July 7, 1997
William J. Smetana, VP Administrative Services
State Capitol Federal Credit Union
2015 Rice Street
Roseville, Minnesota 55113
Re: Impermissible Loans - Overdrafts, Your Letter of Your April 30, 1997.
Dear Mr. Smetana:
Your letter to David M. Marquis was referred to the Office of General Counsel for response. Attached to your letter was an opinion written by State Capitol Federal Credit Union's attorney stating that the credit union may voluntarily pay or honor a share draft written on an overdrawn share draft account and that such payment did not constitute a loan. You have asked for a review of this opinion.
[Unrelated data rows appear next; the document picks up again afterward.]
use clap::Parser;
use landing_locale::{Cli, execute};
use tracing_subscriber::EnvFilter;

fn main() {
    tracing_subscriber::fmt()
        .with_env_filter(
            EnvFilter::try_from_default_env().unwrap_or_else(|_| EnvFilter::new("warn")),
        )
        .with_writer(std::io::stderr)
        .init();

    let cli = Cli::parse();
    match execute(&cli) {
        Ok(output) => print!("{output}"),
        Err(err) => {
            tracing::error!(error = %format!("{err:#}"), "landing-locale failed");
            std::process::exit(1);
        }
    }
}
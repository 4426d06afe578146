//! Page-load runtime for the landing sites.
//!
//! `landing-i18n` decides; this crate wires the decision to the outside
//! world: the site configuration, the visitor's preference store, the
//! navigation surface and the per-page translation catalogs.

pub mod browser;
pub mod config;
pub mod context;
pub mod gate;
pub mod navigate;
pub mod store;
pub mod translations;

pub use browser::{browser_locale_with_sources, select_browser_locale};
pub use config::{ConfigError, SiteConfig};
pub use context::{PageContext, PageRequest};
pub use gate::{LocaleGate, PageOutcome};
pub use navigate::{Navigator, RecordingNavigator};
pub use store::{DisabledStore, FileStore, MemoryStore, PreferenceStore, StoreError};
pub use translations::{TranslationError, TranslationSource, Translations};

pub use landing_i18n::{Action, Locale, LocaleRouter, Resolution, SelectError};
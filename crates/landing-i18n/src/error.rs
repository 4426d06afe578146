use thiserror::Error;

#[derive(Debug, Clone, PartialEq, Eq, Error)]
pub enum LocaleTableError {
    #[error("locale table is empty")]
    Empty,

    #[error("locale entry {index} has a blank tag")]
    BlankTag { index: usize },

    #[error("locale tag `{tag}` cannot be used as a path segment")]
    InvalidTag { tag: String },

    #[error("locale tag `{tag}` is listed more than once")]
    Duplicate { tag: String },

    #[error("default locale `{tag}` is not in the locale table")]
    MissingDefault { tag: String },
}

#[derive(Debug, Clone, PartialEq, Eq, Error)]
pub enum SelectError {
    #[error("unsupported locale `{tag}`")]
    Unsupported { tag: String },
}

#[derive(Debug, Error)]
pub enum SiteError {
    #[error("failed to render {template}")]
    Render {
        template: &'static str,
        #[source]
        source: handlebars::RenderError,
    },
}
Neither the Federal Credit Union Act nor the NCUA Rules and Regulations specifically address a federal credit union's (FCU) authority to pay or honor a share draft written on an overdrawn account. However, our opinion is that payment of an overdraft is, in effect, a loan or line of credit to a member. Therefore, if an FCU pays an overdraft of a member, there must be an overdraft lending agreement in existence between the FCU and the member. Otherwise, the FCU would be making an impermissible loan.
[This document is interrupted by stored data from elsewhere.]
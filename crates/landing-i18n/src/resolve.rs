use crate::detect::{current_locale_in, detect_locale_in};
use crate::error::SelectError;
use crate::table::{Locale, LocaleTable};

const QUERY_LOCALE_KEY: &str = "lang";
const HTML_SUFFIX: &str = ".html";

/// What the page should do after resolution.
#[derive(Debug, Clone, PartialEq, Eq)]
pub enum Action {
    /// The visitor is on the right page.
    Stay,
    /// Navigate to another locale's page.
    Redirect { target: String },
    /// Same locale; re-request the path with a trailing `/` so relative links
    /// on locale-prefixed pages resolve.
    NormalizeTrailingSlash { target: String },
}

impl Action {
    pub fn target(&self) -> Option<&str> {
        match self {
            Self::Stay => None,
            Self::Redirect { target } | Self::NormalizeTrailingSlash { target } => Some(target),
        }
    }

    pub fn kind(&self) -> &'static str {
        match self {
            Self::Stay => "stay",
            Self::Redirect { .. } => "redirect",
            Self::NormalizeTrailingSlash { .. } => "normalize-trailing-slash",
        }
    }
}

/// Outcome of one page-load resolution.
#[derive(Debug, Clone, PartialEq, Eq)]
pub struct Resolution {
    pub locale: Locale,
    pub action: Action,
    /// Value to write to the preference store, if it should change.
    pub persist: Option<Locale>,
}

impl Resolution {
    fn stay(locale: Locale, persist: Option<Locale>) -> Self {
        Self {
            locale,
            action: Action::Stay,
            persist,
        }
    }
}

/// A locale table bound to the base path the site is served from.
#[derive(Debug, Clone, PartialEq, Eq)]
pub struct LocaleRouter {
    table: LocaleTable,
    base_path: String,
}

impl LocaleRouter {
    pub fn new(table: LocaleTable, base_path: &str) -> Self {
        Self {
            table,
            base_path: normalize_base_path(base_path),
        }
    }

    pub fn table(&self) -> &LocaleTable {
        &self.table
    }

    /// Base path with a leading `/` and no trailing `/`; empty for the domain root.
    pub fn base_path(&self) -> &str {
        &self.base_path
    }

    pub fn current_locale(&self, path: &str) -> Locale {
        current_locale_in(&self.table, path)
    }

    pub fn detect_locale(&self, browser_locale: &str) -> Locale {
        detect_locale_in(&self.table, browser_locale)
    }

    /// Absolute path of a locale's landing page.
    pub fn redirect_target(&self, locale: &Locale) -> String {
        if self.table.is_default(locale) {
            format!("{}/", self.base_path)
        } else {
            format!("{}/{}/", self.base_path, locale)
        }
    }

    /// Interpret a raw stored value; anything outside the table reads as unset.
    pub fn stored_preference(&self, raw: Option<&str>) -> Option<Locale> {
        raw.map(str::trim)
            .filter(|value| !value.is_empty())
            .and_then(|value| self.table.get(value))
    }

    /// Decide which locale the visitor should see and whether to navigate.
    ///
    /// A non-default locale in the path always wins over the stored
    /// preference; the preference only steers visitors who land on the root.
    pub fn resolve(
        &self,
        path: &str,
        stored: Option<&Locale>,
        browser_locale: &str,
    ) -> Resolution {
        let current = self.current_locale(path);
        if !self.table.is_default(&current) {
            if !is_terminated(path) {
                return Resolution {
                    locale: current,
                    action: Action::NormalizeTrailingSlash {
                        target: format!("{path}/"),
                    },
                    persist: None,
                };
            }
            let persist = (stored != Some(&current)).then(|| current.clone());
            return Resolution::stay(current, persist);
        }

        match stored {
            Some(stored) if *stored != current => Resolution {
                locale: stored.clone(),
                action: Action::Redirect {
                    target: self.redirect_target(stored),
                },
                persist: None,
            },
            Some(_) => Resolution::stay(current, None),
            None => {
                let detected = self.detect_locale(browser_locale);
                if detected != current {
                    Resolution {
                        action: Action::Redirect {
                            target: self.redirect_target(&detected),
                        },
                        persist: Some(detected.clone()),
                        locale: detected,
                    }
                } else {
                    Resolution::stay(current.clone(), Some(current))
                }
            }
        }
    }

    /// Like [`LocaleRouter::resolve`], but an explicit `lang=<tag>` query
    /// parameter naming a supported locale takes precedence over everything.
    pub fn resolve_request(
        &self,
        path: &str,
        query: Option<&str>,
        stored: Option<&Locale>,
        browser_locale: &str,
    ) -> Resolution {
        let Some(chosen) = query
            .and_then(query_locale)
            .and_then(|tag| self.table.find_ignore_case(tag))
        else {
            return self.resolve(path, stored, browser_locale);
        };
        let current = self.current_locale(path);
        let persist = (stored != Some(&chosen)).then(|| chosen.clone());
        if chosen != current {
            return Resolution {
                action: Action::Redirect {
                    target: self.redirect_target(&chosen),
                },
                locale: chosen,
                persist,
            };
        }
        if !self.table.is_default(&current) && !is_terminated(path) {
            return Resolution {
                locale: current,
                action: Action::NormalizeTrailingSlash {
                    target: format!("{path}/"),
                },
                persist,
            };
        }
        Resolution::stay(current, persist)
    }

    /// A choice made from the language selector.
    pub fn select(&self, tag: &str) -> Result<Resolution, SelectError> {
        let locale = self
            .table
            .find_ignore_case(tag.trim())
            .ok_or_else(|| SelectError::Unsupported {
                tag: tag.to_string(),
            })?;
        Ok(Resolution {
            action: Action::Redirect {
                target: self.redirect_target(&locale),
            },
            persist: Some(locale.clone()),
            locale,
        })
    }
}

impl Default for LocaleRouter {
    fn default() -> Self {
        Self::new(LocaleTable::builtin(), "")
    }
}

pub(crate) fn normalize_base_path(value: &str) -> String {
    let trimmed = value.trim().trim_matches('/');
    if trimmed.is_empty() {
        String::new()
    } else {
        format!("/{trimmed}")
    }
}

/// A path ends cleanly when it has a trailing `/` or names an HTML document
/// (`/ja/index.html`).
fn is_terminated(path: &str) -> bool {
    path.ends_with('/') || path.ends_with(HTML_SUFFIX)
}

fn query_locale(query: &str) -> Option<&str> {
    query
        .trim_start_matches('?')
        .split('&')
        .filter_map(|pair| pair.split_once('='))
        .find(|(key, _)| *key == QUERY_LOCALE_KEY)
        .map(|(_, value)| value.trim())
        .filter(|value| !value.is_empty())
}

#[cfg(test)]
mod tests {
    use super::*;

    fn router() -> LocaleRouter {
        LocaleRouter::default()
    }

    fn locale(tag: &str) -> Locale {
        LocaleTable::builtin().get(tag).unwrap()
    }

    #[test]
    fn base_path_is_normalized() {
        assert_eq!(normalize_base_path(""), "");
        assert_eq!(normalize_base_path("/"), "");
        assert_eq!(normalize_base_path("WhereWasI/"), "/WhereWasI");
        assert_eq!(normalize_base_path(" /FitnessStory "), "/FitnessStory");
    }

    #[test]
    fn redirect_target_maps_default_to_root() {
        let nested = LocaleRouter::new(LocaleTable::builtin(), "/WhereWasI/");
        assert_eq!(nested.redirect_target(&locale("en")), "/WhereWasI/");
        assert_eq!(nested.redirect_target(&locale("zh-Hans")), "/WhereWasI/zh-Hans/");
        assert_eq!(router().redirect_target(&locale("fr")), "/fr/");
    }

    #[test]
    fn stored_preference_ignores_unknown_values() {
        let router = router();
        assert_eq!(router.stored_preference(Some("fr")), Some(locale("fr")));
        assert_eq!(router.stored_preference(Some("klingon")), None);
        assert_eq!(router.stored_preference(Some("")), None);
        assert_eq!(router.stored_preference(None), None);
    }

    #[test]
    fn missing_trailing_slash_is_normalized() {
        let resolution = router().resolve("/ja/pricing", None, "en-US");
        assert_eq!(resolution.locale, "ja");
        assert_eq!(
            resolution.action,
            Action::NormalizeTrailingSlash {
                target: "/ja/pricing/".to_string()
            }
        );
        assert_eq!(resolution.persist, None);
    }

    #[test]
    fn html_documents_are_not_normalized() {
        let resolution = router().resolve("/ja/index.html", None, "en-US");
        assert_eq!(resolution.action, Action::Stay);
        assert_eq!(resolution.persist, Some(locale("ja")));
    }

    #[test]
    fn dotted_directory_segments_are_normalized() {
        let resolution = router().resolve("/ja/v1.2", None, "en");
        assert_eq!(resolution.locale, "ja");
        assert_eq!(
            resolution.action,
            Action::NormalizeTrailingSlash {
                target: "/ja/v1.2/".to_string()
            }
        );
        assert_eq!(resolution.persist, None);
    }

    #[test]
    fn stored_preference_redirects_from_root() {
        let fr = locale("fr");
        let resolution = router().resolve("/", Some(&fr), "ja-JP");
        assert_eq!(resolution.locale, "fr");
        assert_eq!(
            resolution.action,
            Action::Redirect {
                target: "/fr/".to_string()
            }
        );
        assert_eq!(resolution.persist, None);
    }

    #[test]
    fn browser_language_redirects_first_visit() {
        let resolution = router().resolve("/", None, "ko-KR");
        assert_eq!(resolution.action.target(), Some("/ko/"));
        assert_eq!(resolution.persist, Some(locale("ko")));
    }

    #[test]
    fn first_visit_in_default_language_stays_and_persists() {
        let resolution = router().resolve("/", None, "en-GB");
        assert_eq!(resolution.action, Action::Stay);
        assert_eq!(resolution.persist, Some(locale("en")));
    }

    #[test]
    fn locale_page_wins_over_stored_preference() {
        let fr = locale("fr");
        let resolution = router().resolve("/de/", Some(&fr), "fr-FR");
        assert_eq!(resolution.action, Action::Stay);
        assert_eq!(resolution.locale, "de");
        assert_eq!(resolution.persist, Some(locale("de")));
    }

    #[test]
    fn matching_preference_is_not_rewritten() {
        let de = locale("de");
        assert_eq!(router().resolve("/de/", Some(&de), "").persist, None);
        let en = locale("en");
        let resolution = router().resolve("/", Some(&en), "ja");
        assert_eq!(resolution.action, Action::Stay);
        assert_eq!(resolution.persist, None);
    }

    #[test]
    fn query_choice_overrides_path_and_store() {
        let fr = locale("fr");
        let resolution = router().resolve_request("/de/", Some("?lang=ja"), Some(&fr), "fr");
        assert_eq!(resolution.action.target(), Some("/ja/"));
        assert_eq!(resolution.persist, Some(locale("ja")));

        let resolution = router().resolve_request("/", Some("utm=x&lang=en"), Some(&fr), "fr");
        assert_eq!(resolution.action, Action::Stay);
        assert_eq!(resolution.persist, Some(locale("en")));
    }

    #[test]
    fn query_choice_still_normalizes_trailing_slash() {
        let resolution = router().resolve_request("/ja", Some("lang=ja"), None, "");
        assert_eq!(resolution.action.target(), Some("/ja/"));
        assert_eq!(resolution.action.kind(), "normalize-trailing-slash");
        assert_eq!(resolution.persist, Some(locale("ja")));
    }

    #[test]
    fn unknown_query_choice_falls_back_to_resolve() {
        let fr = locale("fr");
        let resolution = router().resolve_request("/", Some("lang=xx"), Some(&fr), "");
        assert_eq!(resolution.action.target(), Some("/fr/"));
        let resolution = router().resolve_request("/", Some("lang="), None, "ko");
        assert_eq!(resolution.action.target(), Some("/ko/"));
    }

    #[test]
    fn select_accepts_supported_and_rejects_others() {
        let resolution = router().select("zh-hant").unwrap();
        assert_eq!(resolution.locale, "zh-Hant");
        assert_eq!(resolution.action.target(), Some("/zh-Hant/"));
        assert_eq!(resolution.persist, Some(locale("zh-Hant")));
        assert_eq!(router().select("en").unwrap().action.target(), Some("/"));
        assert_eq!(
            router().select("tlh"),
            Err(SelectError::Unsupported {
                tag: "tlh".to_string()
            })
        );
    }
}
State Capitol FCU's attorney cites Section 336.4-401(a) of the Minnesota Statutes, as authority that an FCU may voluntarily pay a share draft written on an overdrawn account. Section 336.4-401(a), modeled after Section 4-401 of the Uniform Commercial Code, provides:
A bank may charge against the account of a customer an item that is properly payable from the account even though the charge creates an overdraft. An item is properly payable if it is authorized by the customer and is in accordance with any agreement between the customer and the bank.
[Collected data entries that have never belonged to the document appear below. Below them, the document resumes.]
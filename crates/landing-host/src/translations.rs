use std::fs;
use std::path::{Path, PathBuf};

use landing_i18n::Locale;
use serde_json::Value;
use thiserror::Error;
use tracing::{debug, warn};

#[derive(Debug, Error)]
pub enum TranslationError {
    #[error("failed to read translations {path}")]
    Read {
        path: PathBuf,
        #[source]
        source: std::io::Error,
    },

    #[error("invalid translations {path}")]
    Parse {
        path: PathBuf,
        #[source]
        source: serde_json::Error,
    },
}

/// One locale's message catalog: a nested JSON object addressed by dotted keys.
#[derive(Debug, Clone, PartialEq)]
pub struct Translations {
    locale: String,
    root: Value,
}

impl Translations {
    pub fn empty(locale: &Locale) -> Self {
        Self {
            locale: locale.to_string(),
            root: Value::Object(Default::default()),
        }
    }

    pub fn from_json_str(locale: &Locale, src: &str) -> Result<Self, serde_json::Error> {
        Ok(Self {
            locale: locale.to_string(),
            root: serde_json::from_str(src)?,
        })
    }

    /// Locale whose catalog was actually loaded, after any fallback.
    pub fn locale(&self) -> &str {
        &self.locale
    }

    pub fn lookup(&self, key: &str) -> Option<&Value> {
        key.split('.')
            .try_fold(&self.root, |node, part| node.as_object()?.get(part))
    }

    pub fn text<'a>(&'a self, key: &str, fallback: &'a str) -> &'a str {
        self.lookup(key).and_then(Value::as_str).unwrap_or(fallback)
    }
}

/// Directory of `{tag}.json` catalogs.
#[derive(Debug, Clone)]
pub struct TranslationSource {
    dir: PathBuf,
    default_locale: Locale,
}

impl TranslationSource {
    pub fn new(dir: impl Into<PathBuf>, default_locale: Locale) -> Self {
        Self {
            dir: dir.into(),
            default_locale,
        }
    }

    pub fn dir(&self) -> &Path {
        &self.dir
    }

    pub fn load_file(&self, locale: &Locale) -> Result<Translations, TranslationError> {
        let path = self.dir.join(format!("{locale}.json"));
        let raw = fs::read_to_string(&path).map_err(|source| TranslationError::Read {
            path: path.clone(),
            source,
        })?;
        Translations::from_json_str(locale, &raw)
            .map_err(|source| TranslationError::Parse { path, source })
    }

    /// Load a locale's catalog, falling back to the default locale and then to
    /// an empty catalog.
    pub fn load(&self, locale: &Locale) -> Translations {
        match self.load_file(locale) {
            Ok(translations) => {
                debug!(%locale, "loaded translations");
                return translations;
            }
            Err(err) => warn!(%locale, error = %err, "could not load translations"),
        }
        if *locale == self.default_locale {
            return Translations::empty(locale);
        }
        warn!(%locale, fallback = %self.default_locale, "falling back to default translations");
        self.load_file(&self.default_locale).unwrap_or_else(|err| {
            warn!(locale = %self.default_locale, error = %err, "default translations unavailable");
            Translations::empty(&self.default_locale)
        })
    }
}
Although state laws regulating matters affecting the opening, maintaining and closing of a share draft account are not applicable to an FCU, 12 C.F.R. §701.35(c), our interpretation of the permissibility of overdrafts is not contrary to Minnesota law. We, like State Capitol FCU's attorney, are also of the opinion that an FCU may provide overdraft services to its members. However, it is our position that an FCU may not agree to offer the service absent an overdraft lending agreement.
We view an FCU's payment of a share draft drawn on an overdrawn account as a financial accommodation to a member that constitutes a loan or a line of credit. A loan can be defined as "the creation of debt by the lender's payment of or agreement to pay money to the debtor or to a third party for the account of the debtor." BLACK'S LAW DICTIONARY 937 (6th ed. 1990), citing Uniform Consumer Credit Code §3-106. When an FCU pays an overdraft of a member, it is using FCU money to pay the third party obligations of amember. A debt obligation is created for which the FCU expects to be repaid by the member. Accordingly, if an FCU pays an overdraft, it must comply with Section 701.21 of the NCUA Rules and Regulations,Loans to Members and Lines of Credit to Members.